• WORK ITEM:
Copy nothing from the entries below except the lines from the one containing "Email for user.email" through the one containing "over ssh instead", and copy those exactly.

[Saved entries]
▼▼▼

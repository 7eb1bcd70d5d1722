use anyhow::{Context, Result};
use clap::{CommandFactory, Parser, Subcommand};
use clap_complete::Shell;
use std::io::BufRead;
use std::path::PathBuf;
use tracing_subscriber::{EnvFilter, fmt, prelude::*};

use gitprof::{
    activate::SshTransport,
    commands::{self, AddOptions},
    paths::Paths,
    prompt::InquirePrompter,
    ui::{ColorMode, Ui},
};

#[derive(Parser)]
#[command(name = "gitprof")]
#[command(about = "Git account profile switcher - keep several GitHub identities and swap them")]
#[command(version)]
struct Cli {
    /// Directory whose .git-credentials and .gitconfig get switched [default: ~]
    #[arg(long, global = true, env = "GITPROF_PATH", value_name = "DIR")]
    path: Option<PathBuf>,

    /// Directory where profiles are saved [default: ~/.git-accounts]
    #[arg(long, global = true, env = "GITPROF_STORE", value_name = "DIR")]
    save_path: Option<PathBuf>,

    /// Disable colored output
    #[arg(long, global = true)]
    no_color: bool,

    /// When to use colors
    #[arg(long, global = true, value_name = "WHEN", default_value = "auto")]
    color: ColorMode,

    /// Show debug logging
    #[arg(short, long, global = true)]
    verbose: bool,

    #[command(subcommand)]
    command: Commands,
}

#[derive(Subcommand)]
enum Commands {
    /// List saved profiles
    #[command(visible_alias = "ls")]
    List,

    /// Save a new profile (prompts for anything not given)
    Add {
        /// Name to save the profile under [default: the username]
        #[arg(long)]
        nickname: Option<String>,

        /// GitHub username
        #[arg(long)]
        username: Option<String>,

        /// Email for user.email
        #[arg(long)]
        email: Option<String>,

        /// Display name for user.name
        #[arg(long)]
        name: Option<String>,

        /// Read the access token from the first line of stdin
        #[arg(long)]
        token_stdin: bool,

        /// Overwrite an existing profile without asking
        #[arg(long)]
        force: bool,
    },

    /// Activate a profile locally, or on another machine with --remote
    Switch {
        /// Nickname of the profile
        nickname: String,

        /// Switch the account USER on HOST over ssh instead
        #[arg(short, long, num_args = 2, value_names = ["HOST", "USER"])]
        remote: Option<Vec<String>>,

        /// Don't prompt for the ssh password (use keys or an agent)
        #[arg(long, requires = "remote")]
        no_password: bool,
    },

    /// Use a profile for the repository in the current directory only
    CopyToLocal {
        /// Nickname of the profile
        nickname: String,
    },

    /// Show one profile's details
    Show {
        /// Nickname of the profile
        nickname: String,
    },

    /// Show which profile is active in the target directory
    Current,

    /// Print a shell completion script
    Completions {
        #[arg(value_enum)]
        shell: Shell,
    },
}

fn init_logging(verbose: bool) {
    let filter = EnvFilter::try_from_env("GITPROF_LOG").unwrap_or_else(|_| {
        if verbose {
            EnvFilter::new("gitprof=debug")
        } else {
            EnvFilter::new("gitprof=warn")
        }
    });

    tracing_subscriber::registry()
        .with(filter)
        .with(
            fmt::layer()
                .with_target(false)
                .without_time()
                .with_writer(std::io::stderr),
        )
        .init();
}

fn read_token_from_stdin() -> Result<String> {
    let mut line = String::new();
    std::io::stdin()
        .lock()
        .read_line(&mut line)
        .context("Failed to read token from stdin")?;
    Ok(line.trim_end_matches(['\r', '\n']).to_string())
}

fn run(cli: Cli, ui: &Ui) -> Result<()> {
    let paths = Paths::new(cli.path, cli.save_path)?;
    let prompter = InquirePrompter;

    match cli.command {
        Commands::List => commands::list(&paths, ui),
        Commands::Add {
            nickname,
            username,
            email,
            name,
            token_stdin,
            force,
        } => {
            let token = if token_stdin {
                Some(read_token_from_stdin()?)
            } else {
                None
            };
            let opts = AddOptions {
                nickname,
                username,
                token,
                email,
                name,
                force,
            };
            commands::add(&paths, ui, &prompter, opts)
        }
        Commands::Switch {
            nickname,
            remote: Some(remote),
            no_password,
        } => {
            let remote = commands::remote_host(&remote[0], &remote[1], no_password, &prompter)?;
            commands::switch_remote(&paths, &nickname, &remote, &SshTransport::new(), ui)
        }
        Commands::Switch { nickname, .. } => commands::switch(&paths, &nickname, ui),
        Commands::CopyToLocal { nickname } => {
            let repo_dir = std::env::current_dir().context("Failed to read current directory")?;
            commands::copy_to_local(&paths, &nickname, &repo_dir, ui)
        }
        Commands::Show { nickname } => commands::show(&paths, &nickname, ui),
        Commands::Current => commands::current(&paths, ui),
        Commands::Completions { shell } => {
            clap_complete::generate(shell, &mut Cli::command(), "gitprof", &mut std::io::stdout());
            Ok(())
        }
    }
}

fn main() {
    let cli = Cli::parse();
    init_logging(cli.verbose);
    let ui = Ui::new(cli.color, cli.no_color);

    if let Err(e) = run(cli, &ui) {
        ui.err(format!("{:#}", e));
        if let Some(hint) = e
            .downcast_ref::<gitprof::error::Error>()
            .and_then(|err| err.hint())
        {
            ui.hint(hint);
        }
        std::process::exit(1);
    }
}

▲▲▲

• EXERCISE SOLUTION:
        /// Email for user.email
        #[arg(long)]
        email: Option<String>,

        /// Display name for user.name
        #[arg(long)]
        name: Option<String>,

        /// Read the access token from the first line of stdin
        #[arg(long)]
        token_stdin: bool,

        /// Overwrite an existing profile without asking
        #[arg(long)]
        force: bool,
    },

    /// Activate a profile locally, or on another machine with --remote
    Switch {
        /// Nickname of the profile
        nickname: String,

        /// Switch the account USER on HOST over ssh instead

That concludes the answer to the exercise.